The price target raise follows Oracle’s booming AI-related contracts that are driving massive growth in its cloud business. The company reported 359% year-over-year growth in Remaining Performance Obligations (RPO), an increase of $317 billion.

It has also raised its Oracle Cloud Infrastructure (OCI) estimates with visibility and revenue guidance extending to fiscal year 2030. The firm sees upside potential when comparing the $317 billion to new contracts to the FY26-30 outlook.

Overall, the firm expects the stock to trade on long-term AI growth potential.

“RPO wowed investors with a 359% increase y/y and a $ increase of $317 billion as the who’s who of AI signed contracts with Oracle during the quarter.

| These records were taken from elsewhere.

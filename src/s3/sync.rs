//! Cross-endpoint sync engine: ranged download from the source endpoint
//! spooled through local temp files into a multipart upload (or plain PUT)
//! on the destination endpoint.

use std::io::Read;
use std::sync::Arc;

use bytes::Bytes;
use tokio::sync::mpsc;
use tracing::debug;

use crate::pipeline::{split_ranges, BatchCounters, PartPipeline};
use crate::s3::client::{basename, default_object_name, Client};
use crate::s3::dir::{
    normalize_prefix, parse_http_date_epoch, should_skip, suffix_match, target_key, ListCursor,
};
use crate::s3::error::{Result, S3Error};
use crate::s3::types::{
    self, BatchOptions, BatchSummary, CompleteResult, LargeFileOptions, PutOptions, SourceUri,
};

impl Client {
    /// Stream one large object from this client's endpoint into a
    /// multipart upload on `to_client`'s endpoint.
    ///
    /// Every part range is downloaded into its own temp spool file and
    /// re-read into an `upload_part` on the destination; parts run through
    /// the pipeline with full parallelism. A source with zero
    /// `Content-Length` is rejected.
    pub async fn sync_large_file(
        &self,
        to_client: &Client,
        bucket: &str,
        object: &str,
        source: &str,
        options: &LargeFileOptions,
        progress: Option<mpsc::Sender<usize>>,
    ) -> Result<CompleteResult> {
        let src = SourceUri::parse(source)?;
        let source_head = self.head(&src.bucket, &src.key).await?;
        let object = default_object_name(object, basename(&src.key));
        let object_size = source_head.content_length;
        if object_size == 0 {
            return Err(S3Error::Protocol(format!(
                "sync source {source} has zero Content-Length"
            )));
        }

        let part_size = self
            .config
            .clamp_part_size(options.part_size, self.config.part_max_size);
        let thread_num = self.config.clamp_thread_num(options.thread_num);
        let ranges = split_ranges(object_size, part_size);
        let total = ranges.len();
        debug!(object, total, "sync large file");

        let init = to_client
            .init_upload(
                bucket,
                &object,
                &PutOptions {
                    acl: options.acl.clone(),
                    disposition: options.disposition.clone(),
                    ..Default::default()
                },
            )
            .await?;

        let pipeline =
            PartPipeline::new(thread_num, self.config.max_retry_num).with_progress(progress);
        let from = self.clone();
        let to = to_client.clone();
        let job_bucket = bucket.to_string();
        let job_object = object.clone();
        let job_src = src.clone();
        let upload_id = init.upload_id.clone();
        let ranges = Arc::new(ranges);

        let outcome = pipeline
            .run(total, move |index| {
                let from = from.clone();
                let to = to.clone();
                let bucket = job_bucket.clone();
                let object = job_object.clone();
                let src = job_src.clone();
                let upload_id = upload_id.clone();
                let ranges = Arc::clone(&ranges);
                async move {
                    let (start, end) = ranges[index];
                    let range = format!("bytes={start}-{end}");
                    // Fresh spool per attempt, removed on every exit path.
                    let mut spool = tempfile::Builder::new()
                        .prefix("aws-v4-sync-large")
                        .tempfile()?;
                    from.cat(&src.bucket, &src.key, Some(&range), spool.as_file_mut())
                        .await?;

                    let mut body = Vec::with_capacity((end - start + 1) as usize);
                    spool.reopen()?.read_to_end(&mut body)?;
                    to.upload_part(
                        Bytes::from(body),
                        &bucket,
                        &object,
                        index as u32 + 1,
                        &upload_id,
                    )
                    .await
                }
            })
            .await;

        to_client
            .finish_pipeline(outcome, bucket, &object, &init.upload_id, object_size)
            .await
    }

    /// Stream every object under a source prefix to `to_client`'s endpoint,
    /// spooling whole objects through temp files (required when source and
    /// destination are different endpoints).
    pub async fn sync_all_object(
        &self,
        to_client: &Client,
        bucket: &str,
        prefix: &str,
        source: &str,
        options: &BatchOptions,
        progress: Option<mpsc::Sender<usize>>,
    ) -> Result<BatchSummary> {
        let prefix = normalize_prefix(prefix);
        let src = SourceUri::parse(source)?;
        let max_keys = options.max_keys.unwrap_or(1000);
        let thread_num = self.config.clamp_thread_num(options.thread_num);
        let counters = Arc::new(BatchCounters::new());
        let mut total = 0u64;

        let mut cursor = ListCursor::new(Some(src.key.clone()), max_keys);
        while let Some(page) = cursor.next_page(self, &src.bucket).await? {
            total += page.contents.len() as u64;
            if page.contents.is_empty() {
                continue;
            }

            let pipeline = PartPipeline::new(thread_num, self.config.max_retry_num)
                .with_progress(progress.clone());
            let from = self.clone();
            let to = to_client.clone();
            let job_bucket = bucket.to_string();
            let job_prefix = prefix.clone();
            let job_src = src.clone();
            let entries = Arc::new(page.contents);
            let job_counters = Arc::clone(&counters);
            let options = options.clone();

            pipeline
                .run(entries.len(), move |index| {
                    let from = from.clone();
                    let to = to.clone();
                    let bucket = job_bucket.clone();
                    let prefix = job_prefix.clone();
                    let src = job_src.clone();
                    let entries = Arc::clone(&entries);
                    let counters = Arc::clone(&job_counters);
                    let options = options.clone();
                    async move {
                        let entry = &entries[index];
                        if !suffix_match(&entry.key, &options.suffix) {
                            counters.add_skip();
                            return Ok(());
                        }
                        let target = target_key(&prefix, &entry.key, &src.key, options.full_path);

                        let source_head =
                            from.head(&src.bucket, &entry.key).await.unwrap_or_default();
                        let disposition = source_head
                            .content_disposition
                            .as_deref()
                            .map(types::disposition_filename)
                            .filter(|name| !name.is_empty());

                        if !options.replace {
                            let source_epoch = source_head
                                .last_modified
                                .as_deref()
                                .and_then(parse_http_date_epoch);
                            let target_head = to.head(&bucket, &target).await.ok();
                            if should_skip(
                                source_head.content_length,
                                source_epoch,
                                target_head.as_ref(),
                            ) {
                                counters.add_skip();
                                return Ok(());
                            }
                        }

                        // Spool the whole object, then re-read for the PUT.
                        let mut spool = tempfile::Builder::new()
                            .prefix("aws-v4-sync-all")
                            .tempfile()?;
                        from.cat(&src.bucket, &entry.key, None, spool.as_file_mut())
                            .await?;
                        let mut body = Vec::new();
                        spool.reopen()?.read_to_end(&mut body)?;

                        to.put(
                            Bytes::from(body),
                            &bucket,
                            &target,
                            &PutOptions {
                                acl: options.acl.clone(),
                                disposition,
                                ..Default::default()
                            },
                        )
                        .await?;
                        counters.add_size(source_head.content_length);
                        counters.add_finish();
                        Ok(())
                    }
                })
                .await?;
        }

        Ok(BatchSummary {
            total,
            finish: counters.finish(),
            skip: counters.skip(),
            size: counters.size(),
        })
    }
}
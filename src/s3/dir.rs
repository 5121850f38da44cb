//! Directory engine: paginated listing cross-fed into the worker pipeline
//! with per-object skip policies, suffix filtering and target key naming.

use std::collections::BTreeMap;
use std::path::Path;
use std::sync::Arc;
use std::time::UNIX_EPOCH;

use base64::engine::general_purpose::STANDARD as BASE64;
use base64::Engine;
use bytes::Bytes;
use chrono::DateTime;
use hyper::Method;
use tokio::sync::mpsc;
use tracing::debug;

use crate::pipeline::{BatchCounters, PartPipeline};
use crate::s3::client::{basename, Client, S3Request};
use crate::s3::error::{Result, S3Error};
use crate::s3::types::{
    self, BatchOptions, BatchSummary, GetOptions, HeadResult, LargeFileOptions, ListObjectResult,
    ListOptions, PutOptions, SourceUri,
};

/// Pagination cursor over an object listing.
///
/// Yields pages until a response arrives with `IsTruncated` false; the
/// marker advances to `NextMarker` when the server provides one, else to
/// the last key of the page.
pub struct ListCursor {
    prefix: Option<String>,
    marker: Option<String>,
    max_keys: u32,
    done: bool,
}

impl ListCursor {
    pub fn new(prefix: Option<String>, max_keys: u32) -> Self {
        Self {
            prefix,
            marker: None,
            max_keys,
            done: false,
        }
    }

    /// Fetch the next page, or `None` once the listing is exhausted.
    pub async fn next_page(
        &mut self,
        client: &Client,
        bucket: &str,
    ) -> Result<Option<ListObjectResult>> {
        if self.done {
            return Ok(None);
        }
        let page = client
            .list_object(
                bucket,
                &ListOptions {
                    prefix: self.prefix.clone(),
                    marker: self.marker.clone(),
                    max_keys: Some(self.max_keys),
                    ..Default::default()
                },
            )
            .await?;

        if page.is_truncated {
            self.marker = page
                .next_marker
                .clone()
                .or_else(|| page.contents.last().map(|entry| entry.key.clone()));
            // A truncated page with no marker cannot advance.
            if self.marker.is_none() {
                self.done = true;
            }
        } else {
            self.done = true;
        }
        Ok(Some(page))
    }
}
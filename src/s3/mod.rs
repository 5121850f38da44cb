//! S3 operations: the client core plus the bucket, multipart, directory
//! and sync engines layered on top of it.

pub mod bucket;
pub mod client;
pub mod dir;
pub mod error;
pub mod multipart;
pub mod sync;
pub mod types;

pub use client::Client;
pub use error::{Result, S3Error};
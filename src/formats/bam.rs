use super::bgzf::Layout;
use crate::index::{Index, IndexError};
use crate::storage::{DataFile, IndexFile, Storage};
use crate::types::Format;
use noodles::bam;
use tracing::debug;

pub struct BamIndexReader;

impl BamIndexReader {
    /// Build the index of a BAM file from its BAI or CSI.
    pub async fn load(
        storage: &dyn Storage,
        file: &DataFile,
        index_file: &IndexFile,
    ) -> Result<Index, IndexError> {
        let layout = Layout::read(storage, file, index_file).await?;

        let header_bytes = storage.read_range(file, layout.header).await?;
        let names = Self::reference_names(&header_bytes).await?;
        debug!(id = %file.id, references = names.len(), "read BAM header");

        Index::from_binning(
            Format::Bam,
            &layout.binning,
            &names,
            layout.header,
            layout.data_end,
            layout.footer,
        )
    }

    /// Reference sequence names from the compressed BAM header blocks.
    pub async fn reference_names(header_bytes: &[u8]) -> Result<Vec<String>, IndexError> {
        // bam::Reader::new wraps the input in a BGZF reader internally
        let mut reader = bam::r#async::io::Reader::new(header_bytes);
        let header = reader
            .read_header()
            .await
            .map_err(|e| IndexError::corrupt(format!("failed to read BAM header: {}", e)))?;

        Ok(header
            .reference_sequences()
            .keys()
            .map(|name| name.to_string())
            .collect())
    }
}
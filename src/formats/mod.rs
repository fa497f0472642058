//! Format registry: turns a data file and its index into an [`Index`].
//!
//! Every supported format is BGZF-compressed and indexed with a binning
//! index, so the work splits in two. [`bgzf`] parses the index and finds the
//! header and footer byte ranges; the per-format readers supply the
//! reference names, which BAI and BCF-CSI leave to the data file header.
//!
//! # Supported Formats
//!
//! - [`BamIndexReader`] - BAM with `.bai` or `.csi`
//! - [`VcfIndexReader`] - bgzipped VCF with `.tbi` or `.csi`
//! - [`BcfIndexReader`] - BCF with `.csi`
//!
//! CRAM is recognised by the query layer but has no reader here.

mod bam;
mod bcf;
pub mod bgzf;
mod vcf;

pub use bam::BamIndexReader;
pub use bcf::BcfIndexReader;
pub use vcf::VcfIndexReader;

use crate::index::{Index, IndexError};
use crate::storage::{DataFile, IndexFile, Storage};
use crate::types::{Endpoint, Format};

/// Formats with a registered index reader.
pub const SUPPORTED: &[Format] = &[Format::Bam, Format::Vcf, Format::Bcf];

pub fn is_supported(format: Format) -> bool {
    SUPPORTED.contains(&format)
}

/// Supported formats an endpoint serves.
pub fn supported_for(endpoint: Endpoint) -> Vec<Format> {
    SUPPORTED
        .iter()
        .copied()
        .filter(|f| endpoint.accepts(*f))
        .collect()
}

/// Parse the index of `file` with the reader registered for its format.
pub async fn load_index(
    storage: &dyn Storage,
    file: &DataFile,
    index_file: &IndexFile,
) -> Result<Index, IndexError> {
    match file.format {
        Format::Bam => BamIndexReader::load(storage, file, index_file).await,
        Format::Vcf => VcfIndexReader::load(storage, file, index_file).await,
        Format::Bcf => BcfIndexReader::load(storage, file, index_file).await,
        Format::Cram => Err(IndexError::missing(format!(
            "no index reader for {}",
            file.format
        ))),
    }
}

#[cfg(test)]
mod tests {
    use super::*;

    #[test]
    fn test_registry() {
        assert!(is_supported(Format::Bam));
        assert!(is_supported(Format::Bcf));
        assert!(!is_supported(Format::Cram));
        assert_eq!(supported_for(Endpoint::Reads), vec![Format::Bam]);
        assert_eq!(supported_for(Endpoint::Variants), vec![Format::Vcf, Format::Bcf]);
    }
}
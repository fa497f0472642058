//! Range planning: from a validated query and an index to the ordered byte
//! segments a client must fetch and concatenate.
//!
//! The plan is always `[header] [body ranges...] [footer]`, increasing and
//! non-overlapping, so concatenating the segments yields a well-formed file.
//! Body ranges longer than the block size are cut into contiguous pieces.

use crate::index::Index;
use crate::query::{Query, Region};
use crate::storage::ByteRange;
use crate::types::DataClass;
use crate::Error;
use tracing::debug;

#[derive(Debug, Clone, Copy, PartialEq, Eq)]
pub enum SegmentKind {
    Header,
    Body,
    Footer,
}

#[derive(Debug, Clone, Copy, PartialEq, Eq)]
pub struct Segment {
    pub range: ByteRange,
    pub kind: SegmentKind,
}

impl Segment {
    fn new(range: ByteRange, kind: SegmentKind) -> Self {
        Self { range, kind }
    }

    /// Class hint for the ticket. The footer travels as body data.
    pub fn class(&self) -> DataClass {
        match self.kind {
            SegmentKind::Header => DataClass::Header,
            SegmentKind::Body | SegmentKind::Footer => DataClass::Body,
        }
    }
}

#[derive(Debug, Clone, PartialEq, Eq, thiserror::Error)]
pub enum PlanError {
    #[error("reference sequence not found: {0}")]
    UnknownReference(String),
}

impl From<PlanError> for Error {
    fn from(err: PlanError) -> Self {
        match err {
            PlanError::UnknownReference(name) => Error::UnknownReference(name),
        }
    }
}

/// Largest byte range one ticket URL covers unless configured otherwise.
pub const DEFAULT_BLOCK_SIZE: u64 = 1 << 30;

#[derive(Debug, Clone, Copy, PartialEq, Eq)]
pub struct PlanOptions {
    /// Body ranges separated by at most this many bytes are fetched as one.
    pub merge_gap: u64,
    /// Body ranges longer than this are split.
    pub block_size: u64,
}

impl Default for PlanOptions {
    fn default() -> Self {
        Self {
            merge_gap: 0,
            block_size: DEFAULT_BLOCK_SIZE,
        }
    }
}

/// Plan the segments for `query`.
pub fn plan(query: &Query, index: &Index, options: PlanOptions) -> Result<Vec<Segment>, PlanError> {
    let mut segments = Vec::new();

    let header = index.header();
    if !header.is_empty() {
        segments.push(Segment::new(header, SegmentKind::Header));
    }
    if query.class == DataClass::Header {
        return Ok(segments);
    }

    let body = index.body();
    let mut ranges = Vec::new();
    if query.regions.is_empty() {
        ranges.push(body);
    } else {
        for region in &query.regions {
            ranges.extend(region_ranges(region, index)?);
        }
    }

    let ranges = ranges
        .into_iter()
        .filter_map(|r| clip(r, body))
        .collect();
    segments.extend(
        merge_ranges(ranges, options.merge_gap)
            .into_iter()
            .flat_map(|r| split_range(r, options.block_size))
            .map(|r| Segment::new(r, SegmentKind::Body)),
    );

    if let Some(footer) = index.footer() {
        segments.push(Segment::new(footer, SegmentKind::Footer));
    }

    debug!(
        format = %index.format(),
        regions = query.regions.len(),
        segments = segments.len(),
        "planned ranges"
    );
    Ok(segments)
}

fn region_ranges(region: &Region, index: &Index) -> Result<Vec<ByteRange>, PlanError> {
    if region.is_unplaced() {
        return Ok(index.unplaced().into_iter().collect());
    }
    if !index.contains_reference(&region.reference_name) {
        return Err(PlanError::UnknownReference(region.reference_name.clone()));
    }

    Ok(index
        .lookup(&region.reference_name, region.start.unwrap_or(0), region.end)
        .into_iter()
        .map(|e| e.byte_range())
        .collect())
}

fn clip(range: ByteRange, bounds: ByteRange) -> Option<ByteRange> {
    let start = range.start.max(bounds.start);
    let end = range.end.min(bounds.end);
    (start < end).then(|| ByteRange::new(start, end))
}

/// Sort and coalesce ranges that overlap or lie within `gap` bytes.
pub fn merge_ranges(mut ranges: Vec<ByteRange>, gap: u64) -> Vec<ByteRange> {
    ranges.sort_by_key(|r| r.start);

    let mut merged: Vec<ByteRange> = Vec::with_capacity(ranges.len());
    for range in ranges {
        match merged.last_mut() {
            Some(current) if range.start <= current.end.saturating_add(gap) => {
                current.end = current.end.max(range.end);
            }
            _ => merged.push(range),
        }
    }
    merged
}

/// Cut `range` into contiguous pieces of at most `block_size` bytes.
pub fn split_range(range: ByteRange, block_size: u64) -> Vec<ByteRange> {
    let block_size = block_size.max(1);
    let mut pieces = Vec::new();
    let mut start = range.start;
    while start < range.end {
        let end = start.saturating_add(block_size).min(range.end);
        pieces.push(ByteRange::new(start, end));
        start = end;
    }
    pieces
}
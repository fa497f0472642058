use super::{Index, IndexError};
use crate::storage::{DataFile, IndexFile};
use moka::future::Cache;
use moka::policy::EvictionPolicy;
use std::collections::HashMap;
use std::future::Future;
use std::path::PathBuf;
use std::sync::Arc;
use std::sync::atomic::{AtomicU64, Ordering};
use std::time::{Duration, SystemTime};
use tokio::sync::Mutex;
use tracing::{debug, info, warn};

/// Identity of one version of a data file and its index.
#[derive(Debug, Clone, PartialEq, Eq, Hash)]
pub struct CacheKey {
    pub path: PathBuf,
    pub data_modified: Option<SystemTime>,
    pub index_path: PathBuf,
    pub index_modified: Option<SystemTime>,
}

impl CacheKey {
    pub fn new(file: &DataFile, index: &IndexFile) -> Self {
        Self {
            path: file.path.clone(),
            data_modified: file.modified,
            index_path: index.path.clone(),
            index_modified: index.modified,
        }
    }

    fn version(&self) -> (Option<SystemTime>, Option<SystemTime>) {
        (self.data_modified, self.index_modified)
    }
}

/// Bounded LRU cache of parsed indexes.
///
/// Concurrent requests for the same key share one build. A build abandoned
/// by its caller is picked up by the next waiter. Failed builds are
/// remembered for `failure_ttl` so a broken index is not re-parsed on every
/// request. When a file's modification time changes, the entry for the
/// previous version is dropped.
pub struct IndexCache {
    ready: Cache<CacheKey, Arc<Index>>,
    failures: Cache<CacheKey, IndexError>,
    current: Mutex<HashMap<PathBuf, CacheKey>>,
    builds: AtomicU64,
}

impl IndexCache {
    pub fn new(capacity: u64, failure_ttl: Duration) -> Self {
        let ready = Cache::builder()
            .max_capacity(capacity)
            .eviction_policy(EvictionPolicy::lru())
            .build();
        let failures = Cache::builder()
            .max_capacity(capacity)
            .time_to_live(failure_ttl)
            .build();

        Self {
            ready,
            failures,
            current: Mutex::new(HashMap::new()),
            builds: AtomicU64::new(0),
        }
    }

    /// Number of builds started since creation.
    pub fn build_count(&self) -> u64 {
        self.builds.load(Ordering::SeqCst)
    }

    pub fn contains(&self, key: &CacheKey) -> bool {
        self.ready.contains_key(key)
    }

    pub async fn get_or_build<F, Fut>(
        &self,
        key: CacheKey,
        build: F,
    ) -> Result<Arc<Index>, IndexError>
    where
        F: FnOnce() -> Fut,
        Fut: Future<Output = Result<Index, IndexError>>,
    {
        if let Some(index) = self.ready.get(&key).await {
            debug!(path = %key.path.display(), "index cache hit");
            return Ok(index);
        }
        if let Some(err) = self.failures.get(&key).await {
            debug!(path = %key.path.display(), error = %err, "index failure cached");
            return Err(err);
        }

        let result = self
            .ready
            .try_get_with(key.clone(), async {
                self.builds.fetch_add(1, Ordering::SeqCst);
                info!(path = %key.path.display(), index = %key.index_path.display(), "building index");
                build().await.map(Arc::new)
            })
            .await;

        match result {
            Ok(index) => {
                self.retire_previous(&key).await;
                Ok(index)
            }
            Err(err) => {
                let err = IndexError::clone(&err);
                warn!(path = %key.path.display(), error = %err, "index build failed");
                self.failures.insert(key, err.clone()).await;
                Err(err)
            }
        }
    }

    /// Record `key` as the live version of its file and drop whichever of it
    /// and the previous version is older. A slow build of an old version that
    /// finishes late is still returned to its caller but not kept.
    async fn retire_previous(&self, key: &CacheKey) {
        let stale = {
            let mut current = self.current.lock().await;
            let newer_known = current
                .get(&key.path)
                .is_some_and(|previous| previous.version() > key.version());
            if newer_known {
                Some(key.clone())
            } else {
                current
                    .insert(key.path.clone(), key.clone())
                    .filter(|previous| previous != key)
            }
        };

        if let Some(stale) = stale {
            debug!(path = %key.path.display(), "file changed, dropping stale index");
            self.ready.invalidate(&stale).await;
            self.failures.invalidate(&stale).await;
        }
    }
}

As a result, Oracle meaningfully increased its OCI estimates with visibility and OCI revenue guide out to F30, which appears to have more upside potential when comparing the $317b incremental contract signings to the cumulative F26-F30 OCI revenue guide. Given the dramatic shift upward in estimates, we believe shares will trade off out-year forecasts and note that our $400 PT is ~10.5x F28E EV/R (vs. from $271 & 11.5x prior), using our pro forma b/s, a slight premium to recent multiples and more than warranted, in our view, given Oracle’s positioning to benefit from secular growth trends in AI training and inferencing as well as potential upside to increased forecasts.”

Oracle Corporation (NYSE:ORCL) is a database management and cloud service provider.

While we acknowledge the potential of ORCL as an investment, we believe certain AI stocks offer greater upside potential and carry less downside risk. If you’re looking for an extremely undervalued AI stock that also stands to benefit significantly from Trump-era tariffs and the onshoring trend, see our free report on the best short-term AI stock.

READ NEXT: 10 AI Stocks In The Spotlight For Investors and 10 AI Stocks on Wall Street’s Radar.

Disclosure: None.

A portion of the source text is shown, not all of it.